• [WORK TO COMPLETE]: All that should be output is the block of lines below from the line with "use crate::service::ServiceState;" to the line with "reqwest client operations.", both included, exactly as written.

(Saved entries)
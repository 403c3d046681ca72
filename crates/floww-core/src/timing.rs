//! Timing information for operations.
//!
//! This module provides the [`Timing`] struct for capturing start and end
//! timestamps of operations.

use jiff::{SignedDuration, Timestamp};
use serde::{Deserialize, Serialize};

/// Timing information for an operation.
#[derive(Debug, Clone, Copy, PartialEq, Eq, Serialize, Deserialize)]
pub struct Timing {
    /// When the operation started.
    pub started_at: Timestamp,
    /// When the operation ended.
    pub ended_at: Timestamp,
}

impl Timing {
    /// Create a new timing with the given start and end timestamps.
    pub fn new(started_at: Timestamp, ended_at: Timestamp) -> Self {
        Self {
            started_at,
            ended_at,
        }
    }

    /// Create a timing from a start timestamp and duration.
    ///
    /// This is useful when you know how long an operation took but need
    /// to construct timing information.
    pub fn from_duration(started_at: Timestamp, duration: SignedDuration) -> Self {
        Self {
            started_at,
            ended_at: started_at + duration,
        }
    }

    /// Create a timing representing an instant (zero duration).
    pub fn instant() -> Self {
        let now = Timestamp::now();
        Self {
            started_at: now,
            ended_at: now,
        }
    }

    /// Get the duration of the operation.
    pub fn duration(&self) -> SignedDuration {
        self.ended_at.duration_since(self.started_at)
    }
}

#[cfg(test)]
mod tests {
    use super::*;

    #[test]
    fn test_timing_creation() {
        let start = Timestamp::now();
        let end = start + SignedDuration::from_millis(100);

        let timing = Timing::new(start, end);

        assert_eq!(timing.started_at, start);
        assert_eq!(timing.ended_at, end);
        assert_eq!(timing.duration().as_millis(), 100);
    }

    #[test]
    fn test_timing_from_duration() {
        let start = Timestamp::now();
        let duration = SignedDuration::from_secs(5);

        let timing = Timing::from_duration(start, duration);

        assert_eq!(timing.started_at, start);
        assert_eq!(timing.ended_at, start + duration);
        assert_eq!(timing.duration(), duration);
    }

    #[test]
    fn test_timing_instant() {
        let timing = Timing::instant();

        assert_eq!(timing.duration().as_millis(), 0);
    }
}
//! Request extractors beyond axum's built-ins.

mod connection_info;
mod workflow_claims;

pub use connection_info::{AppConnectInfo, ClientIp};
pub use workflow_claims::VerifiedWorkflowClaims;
...
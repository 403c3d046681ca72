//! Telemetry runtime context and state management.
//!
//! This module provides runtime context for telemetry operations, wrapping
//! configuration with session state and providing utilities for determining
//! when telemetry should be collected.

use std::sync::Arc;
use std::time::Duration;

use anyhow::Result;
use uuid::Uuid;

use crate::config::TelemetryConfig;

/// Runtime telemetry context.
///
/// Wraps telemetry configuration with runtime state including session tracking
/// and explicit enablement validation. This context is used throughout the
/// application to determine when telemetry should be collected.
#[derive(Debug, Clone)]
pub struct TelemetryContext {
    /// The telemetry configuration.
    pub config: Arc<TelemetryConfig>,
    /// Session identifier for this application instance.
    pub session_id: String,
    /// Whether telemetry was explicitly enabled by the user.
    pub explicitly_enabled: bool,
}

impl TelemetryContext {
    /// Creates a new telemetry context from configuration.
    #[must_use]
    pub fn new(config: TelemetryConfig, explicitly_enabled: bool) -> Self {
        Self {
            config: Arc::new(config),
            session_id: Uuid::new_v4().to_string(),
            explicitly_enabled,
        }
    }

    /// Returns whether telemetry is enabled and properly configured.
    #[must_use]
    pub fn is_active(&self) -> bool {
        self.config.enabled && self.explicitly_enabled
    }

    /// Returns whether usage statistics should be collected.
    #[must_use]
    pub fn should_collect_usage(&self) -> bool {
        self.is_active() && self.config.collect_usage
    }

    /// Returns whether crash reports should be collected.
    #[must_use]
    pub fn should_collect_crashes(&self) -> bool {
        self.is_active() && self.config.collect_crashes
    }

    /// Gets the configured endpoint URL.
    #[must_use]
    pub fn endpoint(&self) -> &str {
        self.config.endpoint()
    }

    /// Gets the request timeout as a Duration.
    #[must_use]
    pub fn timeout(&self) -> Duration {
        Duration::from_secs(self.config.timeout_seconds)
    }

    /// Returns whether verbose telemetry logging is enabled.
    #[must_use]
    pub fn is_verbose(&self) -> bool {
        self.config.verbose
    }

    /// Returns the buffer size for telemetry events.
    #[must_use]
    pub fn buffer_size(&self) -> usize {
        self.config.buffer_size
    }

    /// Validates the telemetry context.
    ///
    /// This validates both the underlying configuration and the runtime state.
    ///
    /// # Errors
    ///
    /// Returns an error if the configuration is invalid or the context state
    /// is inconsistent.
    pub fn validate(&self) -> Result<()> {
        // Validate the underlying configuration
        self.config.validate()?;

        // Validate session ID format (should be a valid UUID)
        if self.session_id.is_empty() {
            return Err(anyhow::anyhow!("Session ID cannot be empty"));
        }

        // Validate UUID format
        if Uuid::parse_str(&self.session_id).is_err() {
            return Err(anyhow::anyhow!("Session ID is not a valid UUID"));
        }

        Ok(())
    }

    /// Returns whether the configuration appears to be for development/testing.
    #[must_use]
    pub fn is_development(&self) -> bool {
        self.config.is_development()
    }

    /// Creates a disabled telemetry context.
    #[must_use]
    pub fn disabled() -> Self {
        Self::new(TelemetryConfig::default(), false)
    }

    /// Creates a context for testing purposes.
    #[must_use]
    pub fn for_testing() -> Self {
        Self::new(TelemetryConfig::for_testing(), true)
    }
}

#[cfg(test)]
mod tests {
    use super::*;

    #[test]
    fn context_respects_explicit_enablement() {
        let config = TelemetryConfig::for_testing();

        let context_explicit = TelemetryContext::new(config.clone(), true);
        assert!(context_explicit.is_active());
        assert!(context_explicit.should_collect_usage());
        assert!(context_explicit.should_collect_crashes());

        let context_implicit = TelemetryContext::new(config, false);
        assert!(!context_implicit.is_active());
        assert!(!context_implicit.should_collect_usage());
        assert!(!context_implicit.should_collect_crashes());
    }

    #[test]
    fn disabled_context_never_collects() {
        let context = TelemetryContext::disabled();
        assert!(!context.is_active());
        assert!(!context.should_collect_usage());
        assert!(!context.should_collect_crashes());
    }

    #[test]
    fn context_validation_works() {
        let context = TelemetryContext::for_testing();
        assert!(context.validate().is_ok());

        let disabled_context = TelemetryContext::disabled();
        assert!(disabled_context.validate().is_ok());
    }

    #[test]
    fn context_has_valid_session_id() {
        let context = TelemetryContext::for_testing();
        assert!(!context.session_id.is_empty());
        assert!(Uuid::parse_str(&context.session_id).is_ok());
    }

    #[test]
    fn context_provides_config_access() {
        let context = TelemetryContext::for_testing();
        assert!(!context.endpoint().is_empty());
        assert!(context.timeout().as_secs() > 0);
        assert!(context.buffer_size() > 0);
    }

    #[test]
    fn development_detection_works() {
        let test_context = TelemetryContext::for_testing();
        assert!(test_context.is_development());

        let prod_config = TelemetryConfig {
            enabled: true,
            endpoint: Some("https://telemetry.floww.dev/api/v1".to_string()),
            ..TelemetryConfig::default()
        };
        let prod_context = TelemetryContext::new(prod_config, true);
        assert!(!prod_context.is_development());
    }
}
---
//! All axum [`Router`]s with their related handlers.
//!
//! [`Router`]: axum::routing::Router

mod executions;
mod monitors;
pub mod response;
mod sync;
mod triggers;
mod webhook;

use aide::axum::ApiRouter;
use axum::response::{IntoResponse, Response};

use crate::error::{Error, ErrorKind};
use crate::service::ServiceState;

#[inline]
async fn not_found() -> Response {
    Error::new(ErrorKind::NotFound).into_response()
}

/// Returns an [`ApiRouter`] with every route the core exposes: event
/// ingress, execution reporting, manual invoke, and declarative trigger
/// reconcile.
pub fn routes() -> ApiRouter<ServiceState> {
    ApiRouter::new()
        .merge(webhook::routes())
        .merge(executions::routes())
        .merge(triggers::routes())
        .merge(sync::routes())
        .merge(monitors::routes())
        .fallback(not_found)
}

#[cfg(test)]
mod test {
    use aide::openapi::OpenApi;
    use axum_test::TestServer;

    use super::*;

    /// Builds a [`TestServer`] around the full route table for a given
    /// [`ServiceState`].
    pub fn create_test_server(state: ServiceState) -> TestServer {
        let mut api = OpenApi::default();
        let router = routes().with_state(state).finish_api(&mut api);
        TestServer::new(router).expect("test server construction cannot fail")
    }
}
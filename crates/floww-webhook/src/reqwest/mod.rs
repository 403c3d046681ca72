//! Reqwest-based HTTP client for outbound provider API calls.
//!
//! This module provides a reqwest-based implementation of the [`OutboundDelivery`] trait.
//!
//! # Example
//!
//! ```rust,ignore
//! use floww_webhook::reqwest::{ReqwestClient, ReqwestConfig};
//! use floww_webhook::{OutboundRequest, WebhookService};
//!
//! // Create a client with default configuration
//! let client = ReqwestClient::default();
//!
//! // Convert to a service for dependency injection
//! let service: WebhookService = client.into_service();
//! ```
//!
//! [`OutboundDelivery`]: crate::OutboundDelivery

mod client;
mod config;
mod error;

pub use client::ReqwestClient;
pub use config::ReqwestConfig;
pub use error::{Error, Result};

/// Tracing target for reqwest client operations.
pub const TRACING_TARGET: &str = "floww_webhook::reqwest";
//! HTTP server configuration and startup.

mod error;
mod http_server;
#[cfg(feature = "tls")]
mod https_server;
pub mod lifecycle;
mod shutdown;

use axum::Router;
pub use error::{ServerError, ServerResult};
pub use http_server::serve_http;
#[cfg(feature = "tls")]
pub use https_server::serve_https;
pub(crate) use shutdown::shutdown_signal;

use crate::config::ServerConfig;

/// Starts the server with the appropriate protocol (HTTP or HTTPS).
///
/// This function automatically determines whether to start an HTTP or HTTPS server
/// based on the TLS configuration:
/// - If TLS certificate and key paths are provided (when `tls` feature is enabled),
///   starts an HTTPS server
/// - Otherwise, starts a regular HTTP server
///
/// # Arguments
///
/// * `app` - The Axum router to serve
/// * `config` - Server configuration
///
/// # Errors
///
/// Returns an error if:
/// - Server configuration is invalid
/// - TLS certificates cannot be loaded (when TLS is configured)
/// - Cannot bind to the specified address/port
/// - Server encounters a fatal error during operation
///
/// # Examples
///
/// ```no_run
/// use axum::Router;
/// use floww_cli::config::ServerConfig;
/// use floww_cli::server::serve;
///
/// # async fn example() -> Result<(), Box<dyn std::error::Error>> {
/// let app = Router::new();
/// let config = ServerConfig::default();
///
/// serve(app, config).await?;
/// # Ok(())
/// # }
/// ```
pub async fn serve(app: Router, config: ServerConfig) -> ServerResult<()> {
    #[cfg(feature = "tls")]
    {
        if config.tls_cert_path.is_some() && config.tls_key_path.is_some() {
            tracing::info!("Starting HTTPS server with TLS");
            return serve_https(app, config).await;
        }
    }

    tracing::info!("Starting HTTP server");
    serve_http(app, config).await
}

• [EXERCISE OUTPUT]:
use crate::service::ServiceState;

#[inline]
async fn not_found() -> Response {
    Error::new(ErrorKind::NotFound).into_response()
}

/// Returns an [`ApiRouter`] with every route the core exposes: event
/// ingress, execution reporting, manual invoke, and declarative trigger
/// reconcile.
pub fn routes() -> ApiRouter<ServiceState> {
    ApiRouter::new()
        .merge(webhook::routes())
        .merge(executions::routes())
        .merge(triggers::routes())
        .merge(sync::routes())
        .merge(monitors::routes())
        .fallback(not_found)
}

#[cfg(test)]
mod test {
    use aide::openapi::OpenApi;
    use axum_test::TestServer;

    use super::*;

    /// Builds a [`TestServer`] around the full route table for a given
    /// [`ServiceState`].
    pub fn create_test_server(state: ServiceState) -> TestServer {
        let mut api = OpenApi::default();
        let router = routes().with_state(state).finish_api(&mut api);
        TestServer::new(router).expect("test server construction cannot fail")
    }
}
filename crates/floww-webhook/src/reqwest/mod.rs
repository 403c3d046681ca72
//! Reqwest-based HTTP client for outbound provider API calls.
//!
//! This module provides a reqwest-based implementation of the [`OutboundDelivery`] trait.
//!
//! # Example
//!
//! ```rust,ignore
//! use floww_webhook::reqwest::{ReqwestClient, ReqwestConfig};
//! use floww_webhook::{OutboundRequest, WebhookService};
//!
//! // Create a client with default configuration
//! let client = ReqwestClient::default();
//!
//! // Convert to a service for dependency injection
//! let service: WebhookService = client.into_service();
//! ```
//!
//! [`OutboundDelivery`]: crate::OutboundDelivery

mod client;
mod config;
mod error;

pub use client::ReqwestClient;
pub use config::ReqwestConfig;
pub use error::{Error, Result};

/// Tracing target for reqwest client operations.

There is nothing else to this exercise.